Güler'in sözleri ve ardından yaşanan TBMM tutanaklarına şöyle yansıdı: 

Güler, “Bölgede yaparken bir şey gözlemledim, Zirai Don Meclis Araştırması Komisyonu değil de sanki bir parti komisyonu gibi davranmamız bizden istendi; öncelikle bunu reddediyorum çünkü adı üstünde "Meclis Araştırması Komisyonu", giden milletvekillerinin hangi partiden olduğu değil, oradaki sorunun tespiti ve konuşmaların onun üzerinden yürümesini sağlayacak ortam yaratmaktı. Hangi konuda eleştiri getirdiysek sanki görevmiş gibi Sayın Başkan, arkamızdan onlara cevap verdiniz. Oralarda üslup olarak başlangıçtan itibaren çok değerlendirme içinde olmadım, Mersin'de de istemediğimiz bir noktaya geldi. Konuşmacıları kim tespit ediyor? Oraya kimler davet ediliyor? Siyasi parti misyonuna sahip insanların önderliğinde yürütülen 2 yer oldu. Şimdi, Mersin'de ve Kayseri'de. Sayın Bakanın o kendi üslubuyla, toparlayıcı kimliğiyle orada olayı genişletmedik, tartışmadık ama ilçe başkanına kadar bir partinin temsilcisi gelip konuştu; arkadaşların konuşmasına karşı değiliz, her partinin siyasi temsilcisi gelecekse ya da her partiden eşit oranda çiftçi çağrılacaksa, oda başkanı çağırılacaksa itirazımız yok ama bir kesimi getirip diğer kesimi kapının önünde bırakmanın âlemi yok. Biraz evvel, Kayseri Milletvekilimiz yanımızdaydı, haberi yok. Şimdi, Kayseri'de toplantı yapılıyor da CHP'li vekile haber verilmiyor, AK PARTİ'li vekil arkadaşımızın çağırdığı kişilerle toplantı oluyorsa bir adaletsizlik var. Özünde, teknik bir komite ve burada, Meclis araştırmasındaki amaç şu: Bilinenleri övmek, takdir etmek değil, zaten onlar yapılıyor ve "Hiçbir tarım il müdürü görevini yapmamıştır." diyen de yok, ‘Donla ilgili alana gidip çalışma yapılmamıştır.’ diyen de yok.

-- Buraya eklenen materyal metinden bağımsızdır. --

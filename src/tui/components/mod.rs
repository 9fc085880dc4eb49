//! # TUI Components
//!
//! All UI components for the terminal interface.
//!
//! ## Component Architecture
//!
//! ### Stateless Components (Props-Based Rendering)
//!
//! Display components that receive all data as parameters:
//! - `TitleBar`: Top status bar showing source, status and load time
//! - `FilterPanel`: Search text, sort key, region and status toggles
//!
//! ### Stateful Components (Event-Driven)
//!
//! Components that keep presentation state and emit events:
//! - `CountryList`: Table over the derived list with a cursor
//! - `DetailView`: Country card with a neighbour cursor
//! - `SortPicker`: Overlay for choosing the sort key
//!
//! Components receive core data as props instead of reaching into `App`,
//! so every render path can be exercised with a `TestBackend`:
//!
//! ```rust,ignore
//! FilterPanel::new(&app.criteria, true).render(frame, area);
//! ```
//!
//! ## Module Structure
//!
//! ```text
//! components/
//! ├── mod.rs           (this file)
//! ├── title_bar.rs     (Top status bar)
//! ├── filter_panel.rs  (Criteria panel)
//! ├── country_list.rs  (Derived list table)
//! ├── detail_view.rs   (Per-country card)
//! └── sort_picker.rs   (Sort key overlay)
//! ```

pub mod country_list;
pub mod detail_view;
pub mod filter_panel;
pub mod sort_picker;
mod title_bar;

pub use country_list::{CountryList, CountryListEvent, CountryListState};
pub use detail_view::{DetailEvent, DetailState, DetailView};
pub use filter_panel::FilterPanel;
pub use sort_picker::{SortPicker, SortPickerEvent, SortPickerState};
pub use title_bar::TitleBar;
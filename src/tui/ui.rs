use ratatui::Frame;
use ratatui::layout::{Constraint, Layout};

use crate::core::navigation::Route;
use crate::core::state::App;
use crate::tui::TuiState;
use crate::tui::component::Component;
use crate::tui::components::{CountryList, DetailView, FilterPanel, SortPicker, TitleBar};

const FILTER_PANEL_WIDTH: u16 = 44;

pub fn draw_ui(frame: &mut Frame, app: &App, tui: &mut TuiState, spinner_frame: usize) {
    use Constraint::{Length, Min};
    let [title_area, main_area] = Layout::vertical([Length(1), Min(0)]).areas(frame.area());

    TitleBar::new(
        app.source.name().to_string(),
        app.status_message.clone(),
        app.loaded_at.map(|t| t.format("%H:%M").to_string()),
    )
    .render(frame, title_area);

    match &app.route {
        Route::List => {
            let [filter_area, list_area] =
                Layout::horizontal([Length(FILTER_PANEL_WIDTH), Min(0)]).areas(main_area);

            FilterPanel::new(&app.criteria, tui.sort_picker.is_none()).render(frame, filter_area);

            CountryList {
                state: &mut tui.country_list,
                countries: &app.countries,
                status: app.status,
                error: app.error.as_deref(),
                spinner_frame,
            }
            .render(frame, list_area);
        }
        Route::Details(code) => {
            let detail = app.detail();
            DetailView {
                state: &tui.detail,
                detail: detail.as_ref(),
                code,
                loading: app.is_loading(),
            }
            .render(frame, main_area);
        }
    }

    if let Some(ref mut picker) = tui.sort_picker {
        SortPicker::new(picker, app.criteria.sort_by).render(frame, main_area);
    }
}
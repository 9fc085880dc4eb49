use ratatui::Frame;
use ratatui::layout::Rect;

use crate::tui::event::TuiEvent;

/// A reusable UI component.
///
/// Components follow the React pattern:
/// - They receive data via props (struct fields).
/// - They may hold internal state (via `&mut State` fields).
/// - They render to a `Frame` within a given `Rect`.
///
/// `render` takes `&mut self` so components can update presentation state
/// (table offsets, clamped cursors) during the render pass. This aligns with
/// ratatui's `StatefulWidget` pattern.
pub trait Component {
    /// Render the component into the given area.
    fn render(&mut self, frame: &mut Frame, area: Rect);
}

/// A component that handles terminal events.
pub trait EventHandler {
    /// The type of high-level event this component emits.
    type Event;

    /// Returns `Some` when the key means something beyond moving a cursor.
    fn handle_event(&mut self, event: &TuiEvent) -> Option<Self::Event>;
}
//! # Application State
//!
//! Core business state for Atlas. Domain logic only, no TUI types.
//! Presentation state (cursor positions, open overlays) lives in `tui`.
//!
//! ```text
//! App
//! ├── source: Arc<dyn CountrySource>   // fetch collaborator
//! ├── status: FetchStatus              // idle / loading / succeeded / failed
//! ├── error: Option<String>            // last fetch failure
//! ├── all_countries: Vec<Arc<Country>> // full fetched list
//! ├── countries: Vec<Arc<Country>>     // derived list (filtered + sorted)
//! ├── criteria: Criteria               // active filters and sort key
//! ├── selection: Selection             // last record the user picked
//! ├── route: Route                     // list or details/<code>
//! ├── status_message: String           // status bar text
//! └── loaded_at: Option<DateTime>      // when the full list arrived
//! ```
//!
//! State changes only happen through `update(state, action)` in action.rs.

use chrono::{DateTime, Local};
use std::sync::Arc;

use crate::api::CountrySource;
use crate::core::config::ResolvedConfig;
use crate::core::country::Country;
use crate::core::criteria::Criteria;
use crate::core::detail::CountryDetail;
use crate::core::navigation::Route;
use crate::core::pipeline::derive;
use crate::core::selection::{Selection, neighbours};

/// Lifecycle of the one fetch per load trigger.
#[derive(Debug, Clone, Copy, Default, PartialEq, Eq)]
pub enum FetchStatus {
    #[default]
    Idle,
    Loading,
    Succeeded,
    Failed,
}

pub struct App {
    pub source: Arc<dyn CountrySource>,
    pub status: FetchStatus,
    pub error: Option<String>,
    pub all_countries: Vec<Arc<Country>>,
    pub countries: Vec<Arc<Country>>,
    pub criteria: Criteria,
    pub selection: Selection,
    pub route: Route,
    pub status_message: String,
    pub loaded_at: Option<DateTime<Local>>,
}

impl App {
    pub fn new(source: Arc<dyn CountrySource>) -> Self {
        Self {
            source,
            status: FetchStatus::Idle,
            error: None,
            all_countries: Vec::new(),
            countries: Vec::new(),
            criteria: Criteria::default(),
            selection: Selection::default(),
            route: Route::List,
            status_message: String::from("Welcome to Atlas!"),
            loaded_at: None,
        }
    }

    /// Builds the initial state with the configured starting criteria.
    pub fn from_config(source: Arc<dyn CountrySource>, config: &ResolvedConfig) -> Self {
        let mut app = Self::new(source);
        app.criteria = config.criteria.clone();
        app
    }

    /// Replaces the derived list from the full list and current criteria.
    pub fn recompute(&mut self) {
        self.countries = derive(&self.all_countries, &self.criteria);
    }

    pub fn is_loading(&self) -> bool {
        self.status == FetchStatus::Loading
    }

    /// Record shown on the detail route, if the route is a detail route and
    /// its code resolves.
    pub fn detail_country(&self) -> Option<&Arc<Country>> {
        let code = self.route.details_code()?;
        self.selection.resolve(code, &self.all_countries)
    }

    /// Display model for the detail route.
    pub fn detail(&self) -> Option<CountryDetail> {
        self.detail_country().map(|country| {
            let borders = neighbours(country, &self.all_countries);
            CountryDetail::new(country, borders)
        })
    }
}

#[cfg(test)]
mod tests {
    use super::*;
    use crate::test_support::test_app;

    #[test]
    fn test_app_new_defaults() {
        let app = test_app();
        assert_eq!(app.status, FetchStatus::Idle);
        assert!(app.error.is_none());
        assert!(app.all_countries.is_empty());
        assert!(app.countries.is_empty());
        assert_eq!(app.criteria, Criteria::default());
        assert!(app.selection.current().is_none());
        assert_eq!(app.route, Route::List);
        assert_eq!(app.status_message, "Welcome to Atlas!");
    }

    #[test]
    fn test_detail_is_none_on_list_route() {
        let app = test_app();
        assert!(app.detail().is_none());
    }
}
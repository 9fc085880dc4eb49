use crossterm::event::{self, Event, KeyCode, KeyEventKind, KeyModifiers, MouseEventKind};
use log::warn;
use std::time::Duration;

/// TUI-specific input events
#[derive(Debug, Clone, PartialEq, Eq)]
pub enum TuiEvent {
    // Global
    ForceQuit,   // Ctrl+C
    Reload,      // Ctrl+R
    Resize,

    // Navigation
    Escape,
    Submit,
    CursorUp,
    CursorDown,
    CursorLeft,
    CursorRight,
    PageUp,
    PageDown,
    Home,
    End,

    // Search box
    InputChar(char),
    Paste(String),
    Backspace,

    // Criteria
    ToggleRegion(usize), // F1..F6, index into criteria::REGIONS
    ToggleUnMember,      // F7
    ToggleIndependent,   // F8
    OpenSortPicker,      // Ctrl+S
    ResetFilters,        // Ctrl+L
}

/// Poll for an event without blocking (returns immediately)
pub fn poll_event_immediate() -> Option<TuiEvent> {
    poll_event_timeout(Duration::ZERO)
}

/// Poll for an event, blocking up to `timeout`.
pub fn poll_event_timeout(timeout: Duration) -> Option<TuiEvent> {
    match event::poll(timeout) {
        Ok(true) => {}
        Ok(false) => return None,
        Err(e) => {
            warn!("Event poll failed: {}", e);
            return None;
        }
    }
    match event::read() {
        Ok(ev) => translate(ev),
        Err(e) => {
            warn!("Event read failed: {}", e);
            None
        }
    }
}

/// Maps a raw crossterm event to a `TuiEvent`.
pub fn translate(ev: Event) -> Option<TuiEvent> {
    match ev {
        Event::Key(key_event) => {
            if key_event.kind == KeyEventKind::Release {
                return None;
            }
            log::debug!(
                "Key event: {:?} with modifiers {:?}",
                key_event.code,
                key_event.modifiers
            );
            match (key_event.modifiers, key_event.code) {
                (KeyModifiers::CONTROL, KeyCode::Char('c')) => Some(TuiEvent::ForceQuit),
                (KeyModifiers::CONTROL, KeyCode::Char('r')) => Some(TuiEvent::Reload),
                (KeyModifiers::CONTROL, KeyCode::Char('s')) => Some(TuiEvent::OpenSortPicker),
                (KeyModifiers::CONTROL, KeyCode::Char('l')) => Some(TuiEvent::ResetFilters),
                (KeyModifiers::CONTROL, _) => None,
                (_, KeyCode::F(n @ 1..=6)) => Some(TuiEvent::ToggleRegion(usize::from(n - 1))),
                (_, KeyCode::F(7)) => Some(TuiEvent::ToggleUnMember),
                (_, KeyCode::F(8)) => Some(TuiEvent::ToggleIndependent),
                (_, KeyCode::Char(c)) => Some(TuiEvent::InputChar(c)),
                (_, KeyCode::Backspace) => Some(TuiEvent::Backspace),
                (_, KeyCode::Enter) => Some(TuiEvent::Submit),
                (_, KeyCode::Esc) => Some(TuiEvent::Escape),
                (_, KeyCode::Up) => Some(TuiEvent::CursorUp),
                (_, KeyCode::Down) => Some(TuiEvent::CursorDown),
                (_, KeyCode::Left) => Some(TuiEvent::CursorLeft),
                (_, KeyCode::Right) => Some(TuiEvent::CursorRight),
                (_, KeyCode::PageUp) => Some(TuiEvent::PageUp),
                (_, KeyCode::PageDown) => Some(TuiEvent::PageDown),
                (_, KeyCode::Home) => Some(TuiEvent::Home),
                (_, KeyCode::End) => Some(TuiEvent::End),
                _ => None,
            }
        }
        Event::Mouse(mouse_event) => match mouse_event.kind {
            MouseEventKind::ScrollUp => Some(TuiEvent::CursorUp),
            MouseEventKind::ScrollDown => Some(TuiEvent::CursorDown),
            _ => None,
        },
        Event::Paste(data) => Some(TuiEvent::Paste(data)),
        Event::Resize(_, _) => Some(TuiEvent::Resize),
        _ => None,
    }
}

ABDULLAH DOĞRU (Adana) - Özür dilerim, ilkesel anlamda söylüyorum, Adıyaman Gölbaşı'nda Cumhuriyet Halk Partisi İlçe Başkanı vardı. 
ÖMER FETHİ GÜRER (Niğde) - Tabii, onu İlhami Bey çağırıyor.
ABDULLAH DOĞRU (Adana) - Tamam neyse yani... 
İLHAMİ ÖZCAN AYGUN (Tekirdağ) - Tamam biz bir şey dedik mi ona? 
ABDULLAH DOĞRU (Adana) - Yani ilkesel anlamda karşı gelmek lazım. 
ÖMER FETHİ GÜRER (Niğde) - Ben aynı fikirdeyim. 
İLHAMİ ÖZCAN AYGUN (Tekirdağ) - Ben bilgi verdim geleceğim diye. 
ÖMER FETHİ GÜRER (Niğde) - Ben diyorum ki: İlhami Bey'in aramasıyla değil gelmesi, Komisyon çağırmadı o arkadaşı ama Komisyon toplantısında öyle... Mesela Malatya'da katılan arkadaşlara hiçbir itirazımız olmadı, Adana'da da olmadı. 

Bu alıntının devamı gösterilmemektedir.